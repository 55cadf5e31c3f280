//! Defer Configs Phase
//!
//! Defer instructions take a configuration array, which should be collected into the component
//! consts. This phase finds the config options, and creates the corresponding const array.

use crate::error::Result;
use crate::output::output_ast::{self as o, Expression};
use crate::template::pipeline::ir::{CreateOp, OpId, XrefId};
use crate::template::pipeline::src::compilation::CompilationJob;

struct PendingConfig {
    view: XrefId,
    op: OpId,
    loading: Option<Expression>,
    placeholder: Option<Expression>,
}

pub fn configure_defer_instructions(job: &mut CompilationJob) -> Result<()> {
    let mut pending = Vec::new();
    for unit in job.units() {
        for (id, op) in unit.create.iter_with_ids() {
            let CreateOp::Defer(defer) = op else {
                continue;
            };
            let placeholder = defer
                .placeholder_minimum_time
                .map(|minimum| time_array(&[Some(minimum)]));
            let loading = if defer.loading_minimum_time.is_some() || defer.loading_after_time.is_some() {
                Some(time_array(&[defer.loading_minimum_time, defer.loading_after_time]))
            } else {
                None
            };
            if loading.is_some() || placeholder.is_some() {
                pending.push(PendingConfig {
                    view: unit.xref,
                    op: id,
                    loading,
                    placeholder,
                });
            }
        }
    }

    for config in pending {
        let loading = config.loading.map(|arr| const_ref(job, arr));
        let placeholder = config.placeholder.map(|arr| const_ref(job, arr));
        if let Some(CreateOp::Defer(defer)) = job.view_mut(config.view)?.create.get_mut(config.op) {
            defer.loading_config = loading;
            defer.placeholder_config = placeholder;
        }
    }
    Ok(())
}

/// Times in milliseconds; an unset time is `null`.
fn time_array(times: &[Option<usize>]) -> Expression {
    o::literal_arr(
        times
            .iter()
            .map(|time| time.map_or_else(o::null_expr, o::literal))
            .collect(),
    )
}

fn const_ref(job: &mut CompilationJob, config: Expression) -> Expression {
    o::literal(job.add_const(config, Vec::new()).as_usize())
}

● ● ● ● ● ● ●

Match on "view" and report each line of the data above that has it.

    view: XrefId,
                    view: unit.xref,
        if let Some(CreateOp::Defer(defer)) = job.view_mut(config.view)?.create.get_mut(config.op) {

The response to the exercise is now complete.